HSigmoid arguments in default act_cfg follow official code, not paper.
https://github.com/microsoft/DynamicHead/blob/master/dyhead/dyrelu.py
"""
def __init__(self,
in_channels,
norm_type='GN',
zero_init_offset=True,
act_cfg=dict(type='HSigmoid', bias=3.0, divisor=6.0)):
super().__init__()
self.zero_init_offset = zero_init_offset
# (offset_x, offset_y, mask) * kernel_size_y * kernel_size_x
self.offset_and_mask_dim = 3 * 3 * 3
self.offset_dim = 2 * 3 * 3
if norm_type == 'GN':
norm_dict = dict(type='GN', num_groups=16, requires_grad=True)
elif norm_type == 'BN':
norm_dict = dict(type='BN', requires_grad=True)
self.spatial_conv_high = DyDCNv2(in_channels, in_channels, norm_cfg=norm_dict)
# self.spatial_conv_mid = DyDCNv2(in_channels, in_channels)
# self.spatial_conv_mid = CBAM(in_channels)
self.spatial_conv_mid = Conv(in_channels, in_channels, 3, 1)

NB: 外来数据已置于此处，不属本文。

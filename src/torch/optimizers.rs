//! Optimizer configuration and gradient clipping
use serde::{Deserialize, Serialize};
use tch::{nn::VarStore, COptimizer, TchError, Tensor};

/// Configuration for the SGD optimizer.
#[derive(Debug, Clone, PartialEq, Serialize, Deserialize)]
pub struct SgdConfig {
    /// Learning rate
    pub learning_rate: f64,
    /// Momentum
    pub momentum: f64,
    /// Weight decay (L2 penalty)
    pub weight_decay: f64,
}

impl Default for SgdConfig {
    fn default() -> Self {
        Self {
            learning_rate: 1e-2,
            momentum: 0.0,
            weight_decay: 0.0,
        }
    }
}

#[allow(clippy::doc_markdown)] // false positive on RMSProp
/// Configuration for the RMSProp optimizer.
#[derive(Debug, Clone, PartialEq, Serialize, Deserialize)]
pub struct RmsPropConfig {
    /// Learning rate
    pub learning_rate: f64,
    /// Smoothing factor
    pub alpha: f64,
    /// A term added to the denominator to improve numerical stability
    pub eps: f64,
    /// Weight decay (L2 penalty)
    pub weight_decay: f64,
}

impl Default for RmsPropConfig {
    fn default() -> Self {
        Self {
            learning_rate: 1e-4,
            alpha: 0.99,
            eps: 1e-8,
            weight_decay: 0.0,
        }
    }
}

/// Configuration for the Adam optimizer.
#[derive(Debug, Clone, PartialEq, Serialize, Deserialize)]
pub struct AdamConfig {
    /// Learning rate
    pub learning_rate: f64,
    /// Coefficient for the running average of the gradient
    pub beta1: f64,
    /// Coefficient for the running average of the square of the gradient
    pub beta2: f64,
    /// Weight decay (L2 penalty)
    pub weight_decay: f64,
}

impl Default for AdamConfig {
    fn default() -> Self {
        Self {
            learning_rate: 1e-4,
            beta1: 0.9,
            beta2: 0.999,
            weight_decay: 0.0,
        }
    }
}

/// Optimizer selection.
#[derive(Debug, Clone, PartialEq, Serialize, Deserialize)]
pub enum OptimizerConfig {
    Sgd(SgdConfig),
    RmsProp(RmsPropConfig),
    Adam(AdamConfig),
}

impl Default for OptimizerConfig {
    fn default() -> Self {
        Self::RmsProp(RmsPropConfig::default())
    }
}

impl TryFrom<&OptimizerConfig> for COptimizer {
    type Error = TchError;
    fn try_from(config: &OptimizerConfig) -> Result<Self, Self::Error> {
        match config {
            OptimizerConfig::Sgd(c) => {
                Self::sgd(c.learning_rate, c.momentum, 0.0, c.weight_decay, false)
            }
            OptimizerConfig::RmsProp(c) => {
                Self::rms_prop(c.learning_rate, c.alpha, c.eps, c.weight_decay, 0.0, false)
            }
            OptimizerConfig::Adam(c) => Self::adam(c.learning_rate, c.beta1, c.beta2, c.weight_decay),
        }
    }
}

impl OptimizerConfig {
    /// Whether the optimizer keeps per-parameter running statistics between steps.
    pub fn has_state(&self) -> bool {
        match self {
            Self::Sgd(c) => c.momentum != 0.0,
            Self::RmsProp(_) | Self::Adam(_) => true,
        }
    }

    /// Build an optimizer over the trainable variables of `vs`.
    pub fn build(&self, vs: &VarStore) -> Result<COptimizer, TchError> {
        let mut optimizer = COptimizer::try_from(self)?;
        for var in vs.trainable_variables() {
            optimizer.add_parameters(&var, 0)?;
        }
        Ok(optimizer)
    }
}

/// Rescale gradients in place so that their joint L2 norm is at most `max_norm`.
///
/// Returns the norm before clipping. Variables without a gradient are skipped.
pub fn clip_grad_norm(variables: &[Tensor], max_norm: f64) -> f64 {
    tch::no_grad(|| {
        let grads: Vec<Tensor> = variables
            .iter()
            .map(Tensor::grad)
            .filter(Tensor::defined)
            .collect();
        let total_norm = grads
            .iter()
            .map(|g| g.norm().double_value(&[]).powi(2))
            .sum::<f64>()
            .sqrt();
        let scale = max_norm / (total_norm + 1e-6);
        if scale < 1.0 {
            for mut grad in grads {
                grad *= scale;
            }
        }
        total_norm
    })
}

#[cfg(test)]
mod tests {
    use super::*;
    use rstest::rstest;
    use tch::{nn, Device, Kind};

    fn quadratic_step(config: &OptimizerConfig) -> (f64, f64) {
        let vs = nn::VarStore::new(Device::Cpu);
        let x = vs.root().var("x", &[2], nn::Init::Const(1.0));
        let mut optimizer = config.build(&vs).unwrap();
        let loss = || (&x * &x).sum(Kind::Float);
        let initial = loss().double_value(&[]);
        optimizer.zero_grad().unwrap();
        loss().backward();
        optimizer.step().unwrap();
        (initial, loss().double_value(&[]))
    }

    #[rstest]
    #[case(OptimizerConfig::Sgd(SgdConfig::default()))]
    #[case(OptimizerConfig::RmsProp(RmsPropConfig::default()))]
    #[case(OptimizerConfig::Adam(AdamConfig::default()))]
    fn step_reduces_loss(#[case] config: OptimizerConfig) {
        let (initial, after) = quadratic_step(&config);
        assert!(after < initial, "{} !< {}", after, initial);
    }

    #[test]
    fn clip_scales_large_gradients() {
        let vs = nn::VarStore::new(Device::Cpu);
        let x = vs.root().var("x", &[2], nn::Init::Const(10.0));
        (&x * &x).sum(Kind::Float).backward();
        // grad = 2x = [20, 20], norm = 20 * sqrt(2)
        let norm = clip_grad_norm(&vs.trainable_variables(), 1.0);
        assert!((norm - 20.0 * 2f64.sqrt()).abs() < 1e-3);
        let clipped = x.grad().norm().double_value(&[]);
        assert!((clipped - 1.0).abs() < 1e-3);
    }

    #[test]
    fn clip_keeps_small_gradients() {
        let vs = nn::VarStore::new(Device::Cpu);
        let x = vs.root().var("x", &[1], nn::Init::Const(0.1));
        (&x * &x).sum(Kind::Float).backward();
        clip_grad_norm(&vs.trainable_variables(), 40.0);
        assert!((x.grad().double_value(&[0]) - 0.2).abs() < 1e-6);
    }

    #[rstest]
    #[case(OptimizerConfig::Sgd(SgdConfig::default()), false)]
    #[case(OptimizerConfig::Sgd(SgdConfig { momentum: 0.9, ..SgdConfig::default() }), true)]
    #[case(OptimizerConfig::RmsProp(RmsPropConfig::default()), true)]
    #[case(OptimizerConfig::Adam(AdamConfig::default()), true)]
    fn stateful_optimizers(#[case] config: OptimizerConfig, #[case] expected: bool) {
        assert_eq!(config.has_state(), expected);
    }
}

self.spatial_conv_low = DyDCNv2(in_channels, in_channels, stride=2)
self.spatial_conv_offset = nn.Conv2d(
in_channels, self.offset_and_mask_dim, 3, padding=1)
self.scale_attn_module = nn.Sequential(
nn.AdaptiveAvgPool2d(1), nn.Conv2d(in_channels, 1, 1),
nn.ReLU(inplace=True), build_activation_layer(act_cfg))
self.task_attn_module = DyReLU(in_channels)
self._init_weights()
def _init_weights(self):
for m in self.modules():
if isinstance(m, nn.Conv2d):
normal_init(m, 0, 0.01)
if self.zero_init_offset:
constant_init(self.spatial_conv_offset, 0)
def forward(self, x):
"""Forward function."""
outs = []
for level in range(len(x)):
# print(f'level: {level}')
# calculate offset and mask of DCNv2 from middle-level feature
offset_and_mask = self.spatial_conv_offset(x[level])
offset = offset_and_mask[:, :self.offset_dim, :, :]
mask = offset_and_mask[:, self.offset_dim:, :, :].sigmoid()
# mid_feat = self.spatial_conv_mid(x[level], offset, mask)
mid_feat = self.spatial_conv_mid(x[level])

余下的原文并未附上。